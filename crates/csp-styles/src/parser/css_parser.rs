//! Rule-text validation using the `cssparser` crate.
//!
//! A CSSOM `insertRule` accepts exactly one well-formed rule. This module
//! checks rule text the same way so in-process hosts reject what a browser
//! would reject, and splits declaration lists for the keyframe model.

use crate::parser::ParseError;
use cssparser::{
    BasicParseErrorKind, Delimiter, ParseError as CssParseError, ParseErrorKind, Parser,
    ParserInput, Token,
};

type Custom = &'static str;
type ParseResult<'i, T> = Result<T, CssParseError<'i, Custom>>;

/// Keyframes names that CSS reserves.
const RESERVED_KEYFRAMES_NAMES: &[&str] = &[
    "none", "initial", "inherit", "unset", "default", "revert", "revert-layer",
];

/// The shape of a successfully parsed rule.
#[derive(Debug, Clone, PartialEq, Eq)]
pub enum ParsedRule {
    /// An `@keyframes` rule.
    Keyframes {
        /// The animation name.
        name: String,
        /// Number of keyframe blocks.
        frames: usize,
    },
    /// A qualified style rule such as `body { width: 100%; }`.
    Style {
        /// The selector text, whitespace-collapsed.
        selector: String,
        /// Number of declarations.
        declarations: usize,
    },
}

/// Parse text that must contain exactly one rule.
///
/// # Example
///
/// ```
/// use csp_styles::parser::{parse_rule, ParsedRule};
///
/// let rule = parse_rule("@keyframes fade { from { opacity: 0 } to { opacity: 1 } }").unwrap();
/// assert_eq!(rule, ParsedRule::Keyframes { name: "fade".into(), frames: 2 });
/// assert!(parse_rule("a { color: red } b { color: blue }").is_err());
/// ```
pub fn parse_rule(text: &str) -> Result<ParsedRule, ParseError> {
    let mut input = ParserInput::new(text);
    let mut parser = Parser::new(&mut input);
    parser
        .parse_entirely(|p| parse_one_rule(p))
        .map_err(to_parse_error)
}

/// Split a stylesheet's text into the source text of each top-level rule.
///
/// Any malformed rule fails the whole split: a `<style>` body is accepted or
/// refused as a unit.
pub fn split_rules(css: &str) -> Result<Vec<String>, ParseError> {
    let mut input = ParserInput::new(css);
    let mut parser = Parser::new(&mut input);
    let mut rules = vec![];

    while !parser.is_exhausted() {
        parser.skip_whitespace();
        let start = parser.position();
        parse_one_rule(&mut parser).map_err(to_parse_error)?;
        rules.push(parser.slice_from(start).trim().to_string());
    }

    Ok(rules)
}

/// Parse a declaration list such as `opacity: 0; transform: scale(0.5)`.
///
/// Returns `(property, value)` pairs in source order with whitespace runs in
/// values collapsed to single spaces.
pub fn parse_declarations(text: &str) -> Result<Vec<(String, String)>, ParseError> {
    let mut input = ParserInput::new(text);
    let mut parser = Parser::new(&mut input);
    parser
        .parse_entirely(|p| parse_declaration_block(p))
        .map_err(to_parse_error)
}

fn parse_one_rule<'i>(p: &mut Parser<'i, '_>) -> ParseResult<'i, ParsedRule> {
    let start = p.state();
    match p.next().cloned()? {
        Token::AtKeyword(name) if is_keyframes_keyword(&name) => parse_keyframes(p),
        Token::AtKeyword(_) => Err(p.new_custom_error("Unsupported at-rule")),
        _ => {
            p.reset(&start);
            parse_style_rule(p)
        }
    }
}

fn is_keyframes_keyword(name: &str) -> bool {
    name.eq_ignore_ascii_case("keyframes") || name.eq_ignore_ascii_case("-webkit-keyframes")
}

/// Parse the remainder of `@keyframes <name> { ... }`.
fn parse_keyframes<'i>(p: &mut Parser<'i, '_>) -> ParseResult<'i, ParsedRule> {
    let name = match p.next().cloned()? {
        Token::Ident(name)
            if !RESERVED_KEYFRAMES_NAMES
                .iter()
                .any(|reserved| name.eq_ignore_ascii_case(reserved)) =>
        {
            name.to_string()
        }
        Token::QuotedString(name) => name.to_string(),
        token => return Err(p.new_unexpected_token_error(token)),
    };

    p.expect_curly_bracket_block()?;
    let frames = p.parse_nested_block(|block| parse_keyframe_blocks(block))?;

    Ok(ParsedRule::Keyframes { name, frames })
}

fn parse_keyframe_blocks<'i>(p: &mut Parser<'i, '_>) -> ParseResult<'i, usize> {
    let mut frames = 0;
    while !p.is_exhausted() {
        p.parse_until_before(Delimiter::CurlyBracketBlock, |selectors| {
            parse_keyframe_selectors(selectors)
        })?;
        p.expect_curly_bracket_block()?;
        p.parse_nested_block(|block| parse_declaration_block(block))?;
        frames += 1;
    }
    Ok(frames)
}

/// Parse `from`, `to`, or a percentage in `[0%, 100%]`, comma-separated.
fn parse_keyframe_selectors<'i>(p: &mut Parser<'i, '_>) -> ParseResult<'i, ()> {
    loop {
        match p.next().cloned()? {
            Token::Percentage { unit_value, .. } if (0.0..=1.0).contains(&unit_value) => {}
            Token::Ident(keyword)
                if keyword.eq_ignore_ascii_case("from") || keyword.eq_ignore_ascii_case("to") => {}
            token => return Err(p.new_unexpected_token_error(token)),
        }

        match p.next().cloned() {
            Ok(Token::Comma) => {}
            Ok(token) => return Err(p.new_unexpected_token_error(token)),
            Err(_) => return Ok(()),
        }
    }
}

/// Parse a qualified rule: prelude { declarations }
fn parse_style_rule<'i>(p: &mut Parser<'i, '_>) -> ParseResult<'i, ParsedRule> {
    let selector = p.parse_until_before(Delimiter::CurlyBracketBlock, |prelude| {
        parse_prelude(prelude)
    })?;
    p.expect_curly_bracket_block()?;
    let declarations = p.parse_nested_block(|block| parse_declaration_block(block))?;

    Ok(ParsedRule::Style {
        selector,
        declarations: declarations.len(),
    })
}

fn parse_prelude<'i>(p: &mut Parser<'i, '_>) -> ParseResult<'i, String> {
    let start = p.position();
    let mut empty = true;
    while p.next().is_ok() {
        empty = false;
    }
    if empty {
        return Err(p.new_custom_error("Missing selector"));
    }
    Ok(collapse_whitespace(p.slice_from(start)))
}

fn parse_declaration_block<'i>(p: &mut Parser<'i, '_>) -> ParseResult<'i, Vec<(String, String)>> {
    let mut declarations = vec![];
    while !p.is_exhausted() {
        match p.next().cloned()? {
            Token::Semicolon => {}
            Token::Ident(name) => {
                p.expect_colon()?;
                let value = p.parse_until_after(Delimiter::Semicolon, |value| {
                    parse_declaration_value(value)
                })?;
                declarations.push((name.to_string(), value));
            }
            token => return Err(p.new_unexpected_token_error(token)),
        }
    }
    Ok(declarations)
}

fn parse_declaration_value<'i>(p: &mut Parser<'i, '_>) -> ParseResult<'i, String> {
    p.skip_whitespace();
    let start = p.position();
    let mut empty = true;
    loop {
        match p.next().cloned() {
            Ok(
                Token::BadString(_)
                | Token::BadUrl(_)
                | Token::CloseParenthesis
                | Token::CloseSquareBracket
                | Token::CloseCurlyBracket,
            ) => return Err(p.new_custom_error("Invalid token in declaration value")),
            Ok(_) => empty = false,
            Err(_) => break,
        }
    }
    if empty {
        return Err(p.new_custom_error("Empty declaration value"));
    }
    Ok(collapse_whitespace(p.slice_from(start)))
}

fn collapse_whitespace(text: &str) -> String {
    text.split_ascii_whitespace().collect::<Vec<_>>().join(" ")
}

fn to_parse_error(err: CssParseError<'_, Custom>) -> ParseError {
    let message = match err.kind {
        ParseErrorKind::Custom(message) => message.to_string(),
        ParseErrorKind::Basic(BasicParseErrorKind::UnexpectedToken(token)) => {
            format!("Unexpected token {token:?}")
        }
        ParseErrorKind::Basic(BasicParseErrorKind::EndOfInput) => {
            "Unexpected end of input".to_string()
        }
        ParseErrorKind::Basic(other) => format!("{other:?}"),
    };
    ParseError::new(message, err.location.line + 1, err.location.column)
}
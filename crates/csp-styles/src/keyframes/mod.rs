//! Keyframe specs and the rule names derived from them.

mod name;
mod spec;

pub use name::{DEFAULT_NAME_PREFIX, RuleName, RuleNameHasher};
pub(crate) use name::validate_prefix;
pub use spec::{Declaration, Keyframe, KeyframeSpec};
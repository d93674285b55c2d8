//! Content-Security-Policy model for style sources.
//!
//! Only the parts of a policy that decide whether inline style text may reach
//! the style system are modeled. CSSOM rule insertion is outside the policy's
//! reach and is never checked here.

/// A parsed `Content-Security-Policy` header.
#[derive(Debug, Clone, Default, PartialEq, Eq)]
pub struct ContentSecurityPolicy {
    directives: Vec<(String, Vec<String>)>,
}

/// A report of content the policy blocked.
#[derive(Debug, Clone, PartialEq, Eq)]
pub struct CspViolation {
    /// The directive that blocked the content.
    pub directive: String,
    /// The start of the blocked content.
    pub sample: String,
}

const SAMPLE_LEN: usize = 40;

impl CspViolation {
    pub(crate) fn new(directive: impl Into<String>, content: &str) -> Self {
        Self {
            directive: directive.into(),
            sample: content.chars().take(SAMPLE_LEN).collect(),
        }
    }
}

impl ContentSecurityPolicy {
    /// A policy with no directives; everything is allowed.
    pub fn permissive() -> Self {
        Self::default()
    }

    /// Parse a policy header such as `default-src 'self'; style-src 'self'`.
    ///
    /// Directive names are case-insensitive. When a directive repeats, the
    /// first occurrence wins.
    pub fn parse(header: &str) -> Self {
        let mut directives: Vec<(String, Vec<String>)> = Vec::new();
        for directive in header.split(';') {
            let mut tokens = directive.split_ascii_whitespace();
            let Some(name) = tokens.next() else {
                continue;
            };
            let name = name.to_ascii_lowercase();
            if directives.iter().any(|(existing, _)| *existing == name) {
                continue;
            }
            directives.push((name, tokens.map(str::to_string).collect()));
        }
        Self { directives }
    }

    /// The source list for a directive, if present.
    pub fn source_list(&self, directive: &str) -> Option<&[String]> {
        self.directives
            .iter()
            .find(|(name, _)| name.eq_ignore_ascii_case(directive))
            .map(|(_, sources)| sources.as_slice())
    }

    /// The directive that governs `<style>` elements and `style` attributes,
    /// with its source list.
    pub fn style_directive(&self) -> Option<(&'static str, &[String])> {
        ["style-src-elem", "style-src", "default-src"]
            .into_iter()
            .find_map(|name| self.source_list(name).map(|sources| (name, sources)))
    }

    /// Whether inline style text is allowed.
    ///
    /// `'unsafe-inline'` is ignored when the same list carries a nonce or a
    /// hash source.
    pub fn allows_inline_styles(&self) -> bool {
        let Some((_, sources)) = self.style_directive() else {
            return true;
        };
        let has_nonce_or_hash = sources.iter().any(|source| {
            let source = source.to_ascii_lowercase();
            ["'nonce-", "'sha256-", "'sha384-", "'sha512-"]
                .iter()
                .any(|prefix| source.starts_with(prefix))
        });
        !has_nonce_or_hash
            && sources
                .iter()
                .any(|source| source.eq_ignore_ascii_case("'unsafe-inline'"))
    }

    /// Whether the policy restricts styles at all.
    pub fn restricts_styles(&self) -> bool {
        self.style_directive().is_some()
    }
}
*-*-*
**The task**. Exactly as they stand, please print the lines from the first line of the records above down to the line that includes "pub fn split_rules(css: &str)", both of those included and no others.

**Written answer**.
filename crates/csp-styles/src/parser/css_parser.rs
//! Rule-text validation using the `cssparser` crate.
//!
//! A CSSOM `insertRule` accepts exactly one well-formed rule. This module
//! checks rule text the same way so in-process hosts reject what a browser
//! would reject, and splits declaration lists for the keyframe model.

use crate::parser::ParseError;
use cssparser::{
    BasicParseErrorKind, Delimiter, ParseError as CssParseError, ParseErrorKind, Parser,
    ParserInput, Token,
};

type Custom = &'static str;
type ParseResult<'i, T> = Result<T, CssParseError<'i, Custom>>;

/// Keyframes names that CSS reserves.
const RESERVED_KEYFRAMES_NAMES: &[&str] = &[
    "none", "initial", "inherit", "unset", "default", "revert", "revert-layer",
];

/// The shape of a successfully parsed rule.
#[derive(Debug, Clone, PartialEq, Eq)]
pub enum ParsedRule {
    /// An `@keyframes` rule.
    Keyframes {
        /// The animation name.
        name: String,
        /// Number of keyframe blocks.
        frames: usize,
    },
    /// A qualified style rule such as `body { width: 100%; }`.
    Style {
        /// The selector text, whitespace-collapsed.
        selector: String,
        /// Number of declarations.
        declarations: usize,
    },
}

/// Parse text that must contain exactly one rule.
///
/// # Example
///
/// ```
/// use csp_styles::parser::{parse_rule, ParsedRule};
///
/// let rule = parse_rule("@keyframes fade { from { opacity: 0 } to { opacity: 1 } }").unwrap();
/// assert_eq!(rule, ParsedRule::Keyframes { name: "fade".into(), frames: 2 });
/// assert!(parse_rule("a { color: red } b { color: blue }").is_err());
/// ```
pub fn parse_rule(text: &str) -> Result<ParsedRule, ParseError> {
    let mut input = ParserInput::new(text);
    let mut parser = Parser::new(&mut input);
    parser
        .parse_entirely(|p| parse_one_rule(p))
        .map_err(to_parse_error)
}

/// Split a stylesheet's text into the source text of each top-level rule.
///
/// Any malformed rule fails the whole split: a `<style>` body is accepted or
/// refused as a unit.
pub fn split_rules(css: &str) -> Result<Vec<String>, ParseError> {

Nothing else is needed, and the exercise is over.